Assistants médicaux: la négociation entre Sécu et syndicats se tend

 PARIS, 7 février 2019 (AFP) – Les syndicats de médecins libéraux ont coupé court jeudi à leur deuxième séance de négociations sur les futurs « assistants médicaux », dénonçant la « vision productiviste » de l’Assurance maladie, qui évoque un « malentendu » et rappelle que l’augmentation du nombre de patients suivis est une contrepartie demandée par Emmanuel Macron.

Le chef de l’État avait promis en septembre de financer au moins 4.000 postes d’assistants médicaux pour permettre aux praticiens d’assurer la « prise en charge de nouveaux patients », le « raccourcissement des délais d’attente » et l’organisation de consultations sans rendez-vous.

La négociation ouverte fin janvier est rapidement entrée dans le vif du sujet: la Caisse nationale d’assurance maladie (Cnam) a précisé jeudi matin quelles pourraient être les « spécialités éligibles », les « conditions et contreparties », ainsi que les « bénéfices attendus », selon un document dont l’AFP a obtenu copie.

C’est ce dernier point qui a suscité l’ire des syndicats. La Cnam a en effet calculé qu’un assistant réalisant des tâches à la fois administratives et soignantes libèrerait « 12 heures minimum de temps médical par semaine et par médecin », soit « 594 patients (et) 2.256 consultations supplémentaires en moyenne par an ».

Dans le document de la Cnam, un exemple est cité ayant permis de passer « de trois à six consultations par heure ».
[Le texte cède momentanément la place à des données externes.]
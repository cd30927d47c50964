//! Error type for the progress stores.

use defenders_core::KeyError;
use defenders_storage::StorageError;

/// Result alias for store operations.
pub type Result<T> = std::result::Result<T, ProgressError>;

/// Errors surfaced by the progress, settings, quiz and profile stores.
///
/// Corrupt persisted data is never reported here: it is recovered locally by
/// falling back to defaults.
#[derive(Debug, thiserror::Error)]
pub enum ProgressError {
    /// The backing store failed (unavailable, quota, I/O)
    #[error(transparent)]
    Storage(#[from] StorageError),

    /// Unknown mission or stage identifier
    #[error(transparent)]
    InvalidKey(#[from] KeyError),

    /// Certificate requested before all missions were completed
    #[error("certificate is locked until all three missions are completed")]
    CertificateLocked,

    /// Rejected input value
    #[error("invalid value: {0}")]
    InvalidValue(String),

    /// Failed to encode a value for storage
    #[error("failed to encode value: {0}")]
    Encode(#[from] serde_json::Error),
}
Les cinq organisations représentatives et les syndicats de jeunes médecins ont réagi en suspendant la négociation.

« Les médecins ne peuvent partager cette vision productiviste de leur activité », a réagi la CSMF, tandis que MG France a déploré une « absence d’ambition » et une « recherche effrénée de productivité ».

« Une réunion intersyndicale est d’ores et déjà programmée pour le mercredi 13 février » afin de « formuler une contre-proposition réaliste lors de la prochaine séance de négociation » prévue le 20 février, a indiqué le SML.

Un coup de sang collectif qui « relève d’un malentendu », a déclaré à l’AFP le directeur de la Cnam, Nicolas Revel.

« Ce ne sont pas des propositions mais des éléments de repères », a-t-il expliqué, assurant qu’il « ne porte pas une vision hyper-productiviste ».

Mais en échange de l’aide financière prévue pour les assistants médicaux, « on demandera aux médecins un nombre de patients supplémentaires et les choses seront fixées de façon précise », a-t-il ajouté.